Wednesday, July 4, 2012

Character: The Humas OS

I transitioned into adulthood during the personal computing boom. Early in college I typed papers on a typewriter (remember those?), but by the time I reached seminary PC’s were coming of age. I remember the first personal computer on which I worked. I was in awe of its capabilities even in the earliest stages of the computing revolution.

One term ushered in among many by the new technological age was the term software. In high school I worked in a hardware store so I keenly understood the concept of hardware. The monitor, keyboard and mouse I am using now to create and manipulate this text are the hardware of the computer. Alternatively, the operating system (OS) is the primary software of the computer and includes the collection of instructions and code installed on it. The OS is unseen, operates behind the tactile dimensions of the hardware and allows the actual capabilities of the computer to manifest.




It would be impossible for a computer to function without its operating system. The OS provides a structure by which the computer acts. It affects every function of the machine giving it the potential to do certain things and alternatively, the limitation not to be able to do others. The OS allows the computer to exist in a manner consistent with its design. However, computers “crash” when internal system inconsistencies or flaws exist. The hardware looks fine, but a flawed OS disables the computer from functioning properly making it unpredictable and possibly unusable at all.

Similarly, almost all of us could name a leader whose leadership imploded due to inconsistencies of inner character. In time it became evident that his or her internal structure was incongruent or flawed in some way. Outwardly all looked fine. Being a competent individual, this leader possessed great hardware for leadership. They may have even achieved a measure of external success and ascended to great prominence and position. Yet, internally and privately they were decaying. Consequently, their inner lives crashed and shipwrecked their leadership… possibly leaving their families and marriages broken and betrayed as well.

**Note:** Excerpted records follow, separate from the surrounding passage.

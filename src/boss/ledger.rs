//! The contribution ledger of a single boss.
//!
//! A `BossLedger` is the one authoritative record of a boss and everyone
//! fighting it. The engine keeps each ledger behind its own async mutex, so
//! every method here runs with exclusive access and the clamp-and-resolve
//! step in [`BossLedger::apply_damage`] is atomic with respect to all other
//! damage against the same boss.

use super::types::{
    Boss, BossPhase, BossStatus, DamageReceipt, DamageSource, Participant,
};
use crate::error::BossError;
use serde::{Deserialize, Serialize};
use std::collections::BTreeMap;

#[derive(Debug, Clone, PartialEq, Serialize, Deserialize)]
pub struct BossLedger {
    boss: Boss,
    /// Keyed by wallet; iteration order is the settlement order.
    participants: BTreeMap<String, Participant>,
}

impl BossLedger {
    pub fn new(boss: Boss) -> Self {
        Self {
            boss,
            participants: BTreeMap::new(),
        }
    }

    pub fn boss(&self) -> &Boss {
        &self.boss
    }

    pub fn participants(&self) -> impl Iterator<Item = &Participant> {
        self.participants.values()
    }

    pub fn participant(&self, wallet: &str) -> Option<&Participant> {
        self.participants.get(wallet)
    }

    pub(crate) fn participant_mut(&mut self, wallet: &str) -> Option<&mut Participant> {
        self.participants.get_mut(wallet)
    }

    pub fn participant_count(&self) -> usize {
        self.participants.len()
    }

    pub fn wallets(&self) -> Vec<String> {
        self.participants.keys().cloned().collect()
    }

    pub fn phase(&self) -> BossPhase {
        if self.boss.resolved {
            BossPhase::Resolved
        } else {
            BossPhase::Active
        }
    }

    /// Sum of every participant's credited damage.
    pub fn credited_total(&self) -> u64 {
        self.participants.values().map(|p| p.total_damage).sum()
    }

    /// Check the accounting rules every ledger obeys: health never exceeds
    /// max health, credited damage sums to the health removed, and each
    /// participant's total splits exactly into passive and burst damage.
    ///
    /// Ledgers built through [`BossLedger::apply_damage`] always pass; this
    /// guards ledgers read back from disk.
    pub fn check_consistency(&self) -> Result<(), &'static str> {
        if self.boss.current_health > self.boss.max_health {
            return Err("current health exceeds max health");
        }
        let mut credited: u64 = 0;
        for p in self.participants.values() {
            if p.passive_damage.checked_add(p.burst_damage) != Some(p.total_damage) {
                return Err("participant total is not passive plus burst");
            }
            credited = credited
                .checked_add(p.total_damage)
                .ok_or("credited damage overflows")?;
        }
        if credited != self.boss.depleted() {
            return Err("credited damage does not match depleted health");
        }
        Ok(())
    }

    /// Add a wallet to the fight. Joining twice returns the existing record
    /// untouched so flaky clients can retry freely.
    pub fn join(
        &mut self,
        wallet: &str,
        character_id: &str,
        now_ms: i64,
    ) -> Result<Participant, BossError> {
        if let Some(existing) = self.participants.get(wallet) {
            return Ok(existing.clone());
        }
        if self.boss.resolved {
            return Err(BossError::BossAlreadyResolved(self.boss.id));
        }
        let participant = Participant::new(wallet, character_id, now_ms);
        self.participants
            .insert(wallet.to_string(), participant.clone());
        Ok(participant)
    }

    /// The sole damage primitive.
    ///
    /// Clamps `amount` to the remaining health and credits only the clamped
    /// part to both the participant and the boss. When that brings health to
    /// zero the boss is resolved in the same step, so no later caller can
    /// land damage on it.
    pub fn apply_damage(
        &mut self,
        wallet: &str,
        amount: u64,
        source: DamageSource,
        now_ms: i64,
    ) -> Result<DamageReceipt, BossError> {
        if self.boss.resolved {
            return Err(BossError::BossAlreadyResolved(self.boss.id));
        }
        let boss_id = self.boss.id;
        let participant =
            self.participants
                .get_mut(wallet)
                .ok_or_else(|| BossError::NotJoined {
                    boss_id,
                    wallet: wallet.to_string(),
                })?;

        let credited = amount.min(self.boss.current_health);
        participant.total_damage += credited;
        match source {
            DamageSource::Passive => participant.passive_damage += credited,
            DamageSource::Burst => participant.burst_damage += credited,
        }
        self.boss.current_health -= credited;

        let resolved_boss = self.boss.current_health == 0;
        if resolved_boss {
            self.boss.resolved = true;
            self.boss.resolved_at_ms = Some(now_ms);
        }

        Ok(DamageReceipt {
            requested: amount,
            credited,
            participant_total: participant.total_damage,
            boss_health: self.boss.current_health,
            resolved_boss,
        })
    }

    /// Record that `wallet` is present at `now_ms`.
    ///
    /// If the wallet's presence had lapsed, the gap between the lapse and
    /// now is added to its offline backlog (passive accrual did not run for
    /// that stretch).
    pub fn touch(&mut self, wallet: &str, now_ms: i64, presence_timeout_ms: i64) {
        if let Some(p) = self.participants.get_mut(wallet) {
            let lapsed_at = p.last_seen_at_ms + presence_timeout_ms;
            if now_ms > lapsed_at {
                p.offline_backlog_ms += now_ms - lapsed_at;
            }
            p.last_seen_at_ms = p.last_seen_at_ms.max(now_ms);
        }
    }

    /// Snapshot for callers, optionally including one wallet's record.
    pub fn status(&self, wallet: Option<&str>) -> BossStatus {
        let participant = wallet.and_then(|w| self.participants.get(w)).cloned();
        let contribution_fraction = participant
            .as_ref()
            .map(|p| crate::settlement::contribution_fraction(p.total_damage, self.boss.max_health));
        BossStatus {
            boss: self.boss.clone(),
            phase: self.phase(),
            participant_count: self.participants.len(),
            total_damage: self.credited_total(),
            participant,
            contribution_fraction,
        }
    }
}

Character is the unseen reality of who we are and it affects everything we do. In essence, it is the operating system of every human being. For leaders, every portion of our character is presented in and through the leadership functions we enact. Character drives a leader’s actions and attitudes.

Jesus himself directly connected inner character to external conduct and combated a compartmentalized way of thinking that characterized the priestly order and leaders of his day.

“By their fruit you will recognize them. Do people pick grapes from thornbushes, or figs from thistles? Likewise every good tree bears good fruit, but a bad tree bears bad fruit. A good tree cannot bear bad fruit, and a bad tree cannot bear good fruit.” Matthew 7:16-18

“But the things that come out of the mouth come from the heart, and these make a man ‘unclean.’ For out of the heart come evil thoughts, murder, adultery, sexual immorality, theft, false testimony, slander.” Matthew 15:17-19

Jesus fused the fruit to the tree, and the words of a man’s mouth to his heart. In essence he stated that a person is wholly defined by the sum of the parts of his or her life- and moreso, that one incongruent part can corrupt the whole. While in the short term an individual may be able to prop up some measure of incongruence between character (form) and conduct (function), in time the truth about who they are is exposed in their actions (or as Jesus would say, “By their fruit you will recognize them.”).

Jesus in fact condemned such disconnectedness among leaders as self-deceit and hypocrisy. In his scorching indictment of the Pharisees, he exclaimed that those in leadership who practiced such duplicity were blind and corrupt.

“Woe to you, teachers of the law and Pharisees, you hypocrites! You clean the outside of the cup and dish, but inside they are full of greed and self-indulgence. Blind Pharisee! First clean the inside of the cup and dish, and then the outside also will be clean. “Woe to you, teachers of the law and Pharisees, you hypocrites! You are like whitewashed tombs, which look beautiful on the outside but on the inside are full of dead men’s bones and everything unclean. In the same way, on the outside you appear to people as righteous but on the inside you are full of hypocrisy and wickedness.
Matthew 23:25-28

As of this writing, a prominent local Christian leader in Houston who was greatly skilled in communication and highly trained in theology failed morally and miserably. On the outside he was a well-respected, beloved leader. Internally, secret sins and inconsistencies characterized his life. You see, a leader may rise to great heights by skill alone... but skills may take a person where character won’t keep them. If leadership were only a matter of competence then skillful leaders would never fail. The truth is we lead from who we are. This is not a command as if to say, “We should lead from who we are.” That would be like saying a computer should function according to an operating system. 



It is an axiomatic fact. Whether aware of it or not- all leaders lead from who they are. This can be a positive and compelling dynamic... one that provides many benefits for leaders who have made the character connection. Or alternatively, for leaders who do not understand character’s role and come to discover who they are in Christ, leadership can be corrupting and harmful-- both to themselves and to the ones they lead.